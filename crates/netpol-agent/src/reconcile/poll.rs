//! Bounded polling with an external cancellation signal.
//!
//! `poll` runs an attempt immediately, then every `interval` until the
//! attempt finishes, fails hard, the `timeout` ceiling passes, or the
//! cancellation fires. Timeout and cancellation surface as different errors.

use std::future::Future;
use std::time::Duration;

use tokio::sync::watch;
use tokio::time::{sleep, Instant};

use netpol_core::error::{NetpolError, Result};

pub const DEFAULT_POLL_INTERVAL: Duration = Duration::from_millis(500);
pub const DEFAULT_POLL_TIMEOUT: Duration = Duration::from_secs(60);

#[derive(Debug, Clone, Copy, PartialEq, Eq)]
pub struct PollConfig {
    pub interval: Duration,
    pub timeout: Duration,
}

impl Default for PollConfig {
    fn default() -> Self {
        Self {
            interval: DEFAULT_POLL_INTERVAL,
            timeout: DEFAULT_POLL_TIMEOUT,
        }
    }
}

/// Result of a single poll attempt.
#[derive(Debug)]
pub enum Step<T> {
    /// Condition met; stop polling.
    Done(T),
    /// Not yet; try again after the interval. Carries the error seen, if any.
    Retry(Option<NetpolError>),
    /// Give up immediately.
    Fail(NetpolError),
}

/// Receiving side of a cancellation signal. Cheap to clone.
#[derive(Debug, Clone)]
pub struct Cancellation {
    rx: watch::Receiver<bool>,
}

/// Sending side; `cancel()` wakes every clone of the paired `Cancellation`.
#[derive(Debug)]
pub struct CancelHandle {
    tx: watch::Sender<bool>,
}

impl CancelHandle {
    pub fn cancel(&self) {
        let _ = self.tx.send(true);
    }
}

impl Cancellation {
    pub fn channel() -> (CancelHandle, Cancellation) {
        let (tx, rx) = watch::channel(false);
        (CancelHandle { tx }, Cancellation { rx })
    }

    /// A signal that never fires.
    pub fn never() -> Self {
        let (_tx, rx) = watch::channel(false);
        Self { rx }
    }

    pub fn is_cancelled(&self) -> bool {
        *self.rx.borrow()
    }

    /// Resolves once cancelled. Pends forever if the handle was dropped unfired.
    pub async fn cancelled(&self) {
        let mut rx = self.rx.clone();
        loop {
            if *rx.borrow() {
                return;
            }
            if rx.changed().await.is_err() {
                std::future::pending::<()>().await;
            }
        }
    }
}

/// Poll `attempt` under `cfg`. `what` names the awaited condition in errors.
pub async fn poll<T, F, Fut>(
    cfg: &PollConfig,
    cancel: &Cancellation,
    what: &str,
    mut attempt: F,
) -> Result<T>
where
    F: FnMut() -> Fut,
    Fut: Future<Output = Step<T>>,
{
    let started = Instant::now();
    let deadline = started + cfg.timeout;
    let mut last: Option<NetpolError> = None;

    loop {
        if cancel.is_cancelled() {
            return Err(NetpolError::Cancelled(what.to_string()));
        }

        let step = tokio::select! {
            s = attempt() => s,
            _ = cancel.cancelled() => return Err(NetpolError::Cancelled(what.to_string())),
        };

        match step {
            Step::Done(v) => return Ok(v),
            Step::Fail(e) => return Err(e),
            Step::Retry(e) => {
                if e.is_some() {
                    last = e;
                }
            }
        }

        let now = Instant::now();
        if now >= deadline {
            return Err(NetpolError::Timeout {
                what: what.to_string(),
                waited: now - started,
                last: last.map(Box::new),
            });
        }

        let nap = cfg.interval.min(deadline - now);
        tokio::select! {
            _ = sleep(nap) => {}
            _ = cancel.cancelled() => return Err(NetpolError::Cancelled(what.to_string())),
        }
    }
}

· · ·

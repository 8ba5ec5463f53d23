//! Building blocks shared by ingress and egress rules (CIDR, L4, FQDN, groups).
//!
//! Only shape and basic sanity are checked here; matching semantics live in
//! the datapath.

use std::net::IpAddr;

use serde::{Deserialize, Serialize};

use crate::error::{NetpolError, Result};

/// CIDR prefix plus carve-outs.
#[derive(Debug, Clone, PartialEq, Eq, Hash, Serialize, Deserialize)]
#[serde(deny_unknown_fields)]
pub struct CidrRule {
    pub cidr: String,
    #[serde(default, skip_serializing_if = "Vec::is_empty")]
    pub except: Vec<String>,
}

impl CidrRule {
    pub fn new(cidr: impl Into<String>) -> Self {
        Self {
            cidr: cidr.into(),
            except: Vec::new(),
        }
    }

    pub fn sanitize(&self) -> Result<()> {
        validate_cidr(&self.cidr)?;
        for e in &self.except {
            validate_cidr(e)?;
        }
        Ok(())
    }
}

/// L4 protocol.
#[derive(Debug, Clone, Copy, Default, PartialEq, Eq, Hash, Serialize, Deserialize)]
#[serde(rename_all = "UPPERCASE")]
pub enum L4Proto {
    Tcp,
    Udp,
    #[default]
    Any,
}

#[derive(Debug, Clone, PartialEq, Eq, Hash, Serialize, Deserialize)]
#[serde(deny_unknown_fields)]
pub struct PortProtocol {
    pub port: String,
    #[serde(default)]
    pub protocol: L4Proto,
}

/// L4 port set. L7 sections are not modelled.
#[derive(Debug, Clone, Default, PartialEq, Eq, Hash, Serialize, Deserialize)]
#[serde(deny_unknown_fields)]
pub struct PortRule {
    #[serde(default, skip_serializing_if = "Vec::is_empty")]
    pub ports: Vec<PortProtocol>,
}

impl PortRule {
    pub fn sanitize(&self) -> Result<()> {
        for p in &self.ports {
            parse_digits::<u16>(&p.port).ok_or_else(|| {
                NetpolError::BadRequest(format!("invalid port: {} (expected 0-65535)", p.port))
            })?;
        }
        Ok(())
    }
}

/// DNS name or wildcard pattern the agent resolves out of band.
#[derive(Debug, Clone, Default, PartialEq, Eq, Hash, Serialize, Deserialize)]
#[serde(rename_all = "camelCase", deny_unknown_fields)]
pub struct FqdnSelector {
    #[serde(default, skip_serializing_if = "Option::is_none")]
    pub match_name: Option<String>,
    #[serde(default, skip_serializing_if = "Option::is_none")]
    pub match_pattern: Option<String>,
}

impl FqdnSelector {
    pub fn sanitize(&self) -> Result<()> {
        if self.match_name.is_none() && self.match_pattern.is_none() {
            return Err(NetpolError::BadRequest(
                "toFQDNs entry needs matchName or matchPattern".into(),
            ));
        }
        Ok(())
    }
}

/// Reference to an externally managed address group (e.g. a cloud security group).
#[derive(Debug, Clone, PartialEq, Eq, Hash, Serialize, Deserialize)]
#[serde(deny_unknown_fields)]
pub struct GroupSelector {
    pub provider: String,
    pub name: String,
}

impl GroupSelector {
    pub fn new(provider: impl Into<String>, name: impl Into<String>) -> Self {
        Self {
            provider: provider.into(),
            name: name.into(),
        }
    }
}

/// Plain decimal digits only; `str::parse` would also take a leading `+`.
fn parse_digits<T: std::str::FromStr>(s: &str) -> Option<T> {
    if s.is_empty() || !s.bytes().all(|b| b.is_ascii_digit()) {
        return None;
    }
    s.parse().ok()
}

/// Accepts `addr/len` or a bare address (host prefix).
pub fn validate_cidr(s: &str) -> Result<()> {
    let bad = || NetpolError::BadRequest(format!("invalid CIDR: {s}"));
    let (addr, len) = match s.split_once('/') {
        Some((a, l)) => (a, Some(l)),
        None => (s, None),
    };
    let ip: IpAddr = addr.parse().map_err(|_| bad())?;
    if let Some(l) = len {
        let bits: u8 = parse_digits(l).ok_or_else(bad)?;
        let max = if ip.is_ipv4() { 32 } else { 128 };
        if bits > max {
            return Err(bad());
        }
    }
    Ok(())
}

· · ·

- **Task brief**
Retype word for word everything in the listing above from the line that holds "filename crates/netpol-agent/src/reconcile/poll.rs" down to the line that holds "passes, or the". Keep both end lines and leave out the rest.

- **Exercise solution**
filename crates/netpol-agent/src/reconcile/poll.rs
//! Bounded polling with an external cancellation signal.
//!
//! `poll` runs an attempt immediately, then every `interval` until the
//! attempt finishes, fails hard, the `timeout` ceiling passes, or the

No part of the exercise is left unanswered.